Брон ударил себя по лбу:

— Точно!.. Такая красная с черным… Я еще подумал, что какая-то новая партия.

— Пока еще нет, — сказал Холомьев строго и коснулся узла галстука как бы с желанием ослабить, но узел остался, как был.

— Я тебе скажу, — Ши допила остатки из стакана и закурила. — Он был членом организации, которая утверждает жизнь активным способом. Забавно, что аббревиатура тоже звучит как «ужас», — она покосилась на Брата Ужаса по фамилии Выморков, который важно хлебал чай. — Они объявили войну мертвецам, а заодно и всему, что с ними связано — похоронным конторам, церковным обрядам, кладбищам. перспективное выходило дело, да?

— Перспективное, — охотно подтвердил Холомьев. — Но половинчатое.

— То есть?

— Я от них ушел, — вздохнул молодой человек, беря двумя пальцами соленую соломку. Откусив, он озабоченно уставился вдаль. — Во первых, к смерти, которую они честят на все лады, приводит именно жизнь. Так что жизнь мне тоже разонравилась. Я хотел бы сделаться энергетическим процессом. бесплотной силой. пустые мечты, я знаю, но. — Холомьев развел руками.

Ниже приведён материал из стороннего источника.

//! trustgap audit CLI

use clap::{Parser, Subcommand};
use std::path::{Path, PathBuf};
use std::time::Duration;
use tg_core::report::{self, ReportFormat};
use tg_core::verify::checks;
use tg_core::{ClaimSource, Engine, FsArtifactStore, RunConfig};
use tracing::{error, info, warn, Level};
use tracing_subscriber::FmtSubscriber;

#[derive(Parser)]
#[command(name = "tg-audit")]
#[command(about = "Claim verification and trust gap analysis")]
#[command(version)]
struct Cli {
    #[command(subcommand)]
    command: Commands,

    /// Verbose output
    #[arg(short, long, global = true)]
    verbose: bool,
}

#[derive(Subcommand)]
enum Commands {
    /// Run the full audit pipeline
    Run {
        /// Upstream claim document (JSON); repeatable
        #[arg(short, long = "source")]
        sources: Vec<PathBuf>,

        /// Audit manifest: artifact list, groups, backend policy
        #[arg(short, long)]
        manifest: PathBuf,

        /// Restrict the run to specific artifacts from the manifest
        #[arg(short, long = "artifact")]
        artifacts: Vec<String>,

        /// Artifact content root
        #[arg(short, long, default_value = ".")]
        root: PathBuf,

        /// Output format (json, markdown)
        #[arg(short, long, default_value = "markdown")]
        output: String,

        /// Write reports into this directory instead of stdout
        #[arg(short = 'O', long)]
        output_dir: Option<PathBuf>,

        /// Run extraction and verification but skip writing reports
        #[arg(long)]
        validate_only: bool,

        /// Worker threads for the per-artifact fan-out
        #[arg(long)]
        jobs: Option<usize>,
    },

    /// Show extracted claims without verifying
    Extract {
        /// Upstream claim document (JSON); repeatable
        #[arg(short, long = "source")]
        sources: Vec<PathBuf>,

        /// Audit manifest
        #[arg(short, long)]
        manifest: PathBuf,
    },

    /// List the registered checks
    Checks,
}

fn main() {
    let cli = Cli::parse();

    let log_level = if cli.verbose { Level::DEBUG } else { Level::INFO };
    let subscriber = FmtSubscriber::builder()
        .with_max_level(log_level)
        .with_target(false)
        .with_writer(std::io::stderr)
        .finish();
    tracing::subscriber::set_global_default(subscriber).expect("Failed to set subscriber");

    match cli.command {
        Commands::Run {
            sources,
            manifest,
            artifacts,
            root,
            output,
            output_dir,
            validate_only,
            jobs,
        } => {
            cmd_run(sources, manifest, artifacts, root, output, output_dir, validate_only, jobs);
        }
        Commands::Extract { sources, manifest } => {
            cmd_extract(sources, manifest);
        }
        Commands::Checks => {
            cmd_checks();
        }
    }
}

#[allow(clippy::too_many_arguments)]
fn cmd_run(
    source_paths: Vec<PathBuf>,
    manifest: PathBuf,
    scope: Vec<String>,
    root: PathBuf,
    output: String,
    output_dir: Option<PathBuf>,
    validate_only: bool,
    jobs: Option<usize>,
) {
    let config = load_config(&manifest, &scope, jobs);
    let sources = read_sources(&source_paths);

    let store = FsArtifactStore::with_timeout(
        root,
        Duration::from_millis(config.load_timeout_ms),
    );
    let engine = Engine::new(config, Box::new(store));

    let result = match engine.run(&sources) {
        Ok(result) => result,
        Err(e) => {
            error!("audit failed: {}", e);
            std::process::exit(1);
        }
    };

    info!(
        "audited {} artifacts: mean credibility {:.2}, {} gaps",
        result.aggregate.artifact_count,
        result.aggregate.mean_credibility,
        result.aggregate.gap_totals.total()
    );

    if validate_only {
        println!(
            "validate-only: {} artifacts, {} gaps, {} not found, {} claims dropped",
            result.aggregate.artifact_count,
            result.aggregate.gap_totals.total(),
            result.aggregate.not_found,
            result.aggregate.dropped_claims
        );
    } else {
        let format = parse_format(&output);
        if let Err(e) = emit_reports(&result, format, output_dir.as_deref()) {
            error!("failed to write reports: {}", e);
            std::process::exit(1);
        }
    }

    if result.aggregate.not_found > 0 {
        error!("{} artifacts could not be located", result.aggregate.not_found);
        std::process::exit(1);
    }
}

fn cmd_extract(source_paths: Vec<PathBuf>, manifest: PathBuf) {
    let config = load_config(&manifest, &[], None);
    let sources = read_sources(&source_paths);

    // The store is never queried during extraction.
    let engine = Engine::new(config, Box::new(FsArtifactStore::new(".")));
    let extraction = match engine.extract(&sources) {
        Ok(extraction) => extraction,
        Err(e) => {
            error!("extraction failed: {}", e);
            std::process::exit(1);
        }
    };

    println!("\nExtracted Claims\n{}", "=".repeat(50));
    for (artifact, claims) in &extraction.by_artifact {
        println!("\n{}: {} claims", artifact, claims.len());
        for (category, count) in claims.counts() {
            println!("  {}: {}", category, count);
        }
    }
    println!("\n{}", "=".repeat(50));
    println!(
        "{} claims dropped (unresolvable target), {} sources skipped (unparseable)",
        extraction.dropped_claims, extraction.skipped_sources
    );
}

fn cmd_checks() {
    println!("\nRegistered Checks\n{}", "=".repeat(50));

    println!("\nUniversal (run against every artifact):");
    for check in checks::universal_checks() {
        println!("  {} - {}", check.name(), check.description());
    }

    println!("\nClaim-bound (run when a matching claim exists):");
    println!("  routine_exists - a routine named by a resolution claim exists");

    println!("\nSynthetic:");
    println!("  artifact_present - artifact can be located and read");
}

/// Load the manifest into a run config, narrowing to the requested scope.
fn load_config(manifest: &Path, scope: &[String], jobs: Option<usize>) -> RunConfig {
    let raw = match std::fs::read_to_string(manifest) {
        Ok(raw) => raw,
        Err(e) => {
            error!("cannot read manifest {}: {}", manifest.display(), e);
            std::process::exit(1);
        }
    };

    let mut config: RunConfig = match serde_json::from_str(&raw) {
        Ok(config) => config,
        Err(e) => {
            error!("cannot parse manifest {}: {}", manifest.display(), e);
            std::process::exit(1);
        }
    };

    if !scope.is_empty() {
        for requested in scope {
            if !config.artifacts.iter().any(|a| a == requested) {
                error!("artifact {} is not in the manifest", requested);
                std::process::exit(1);
            }
        }
        config.artifacts.retain(|a| scope.iter().any(|s| s == a));
    }

    if let Some(jobs) = jobs {
        config.jobs = jobs;
    }

    config
}

/// Read claim sources; an unreadable file is skipped with a warning, the
/// engine handles unparseable content itself.
fn read_sources(paths: &[PathBuf]) -> Vec<ClaimSource> {
    let mut sources = Vec::new();
    for path in paths {
        match std::fs::read_to_string(path) {
            Ok(raw) => sources.push(ClaimSource::new(path.display().to_string(), raw)),
            Err(e) => warn!("skipping unreadable claim source {}: {}", path.display(), e),
        }
    }
    sources
}

fn parse_format(output: &str) -> ReportFormat {
    match output.to_lowercase().as_str() {
        "json" => ReportFormat::Json,
        _ => ReportFormat::Markdown,
    }
}

fn emit_reports(
    result: &tg_core::RunResult,
    format: ReportFormat,
    output_dir: Option<&Path>,
) -> std::io::Result<()> {
    let extension = match format {
        ReportFormat::Json => "json",
        ReportFormat::Markdown => "md",
    };

    match output_dir {
        Some(dir) => {
            std::fs::create_dir_all(dir)?;
            for report in &result.reports {
                let name = format!(
                    "{}.{}",
                    report.artifact.replace(['/', '\\'], "_"),
                    extension
                );
                let rendered = report::generate_artifact(report, format)
                    .map_err(|e| std::io::Error::other(e.to_string()))?;
                std::fs::write(dir.join(name), rendered)?;
            }
            let aggregate = report::generate_aggregate(&result.aggregate, format)
                .map_err(|e| std::io::Error::other(e.to_string()))?;
            std::fs::write(dir.join(format!("aggregate.{}", extension)), aggregate)?;
            info!("reports written to {}", dir.display());
        }
        None => {
            for report in &result.reports {
                let rendered = report::generate_artifact(report, format)
                    .map_err(|e| std::io::Error::other(e.to_string()))?;
                println!("{}", rendered);
            }
            let aggregate = report::generate_aggregate(&result.aggregate, format)
                .map_err(|e| std::io::Error::other(e.to_string()))?;
            println!("{}", aggregate);
        }
    }

    Ok(())
}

Брон внимательно слушал. Молодой человек повторял слова Ши. Процесс, и только процесс. Не бренный носитель, но перводвигатель — пусть не самый-самый, пусть дериват.

— А во-вторых, — продолжал Холомьев, — они там стали трупы есть, так у меня аллергия выявилась. Пошел прыщами, чесался. ну и ушел от них. Наладил отвальную, сдал обмундирование.

— Что вы казнитесь, вы и так процесс, — вклинился в беседу седой Горобиц, до сих пор молчавший. Он волновался. — Вы знаете, что там у вас внутри на самом деле? знаете?

— Ну, что? — насмешливо воззрился на него Холомьев.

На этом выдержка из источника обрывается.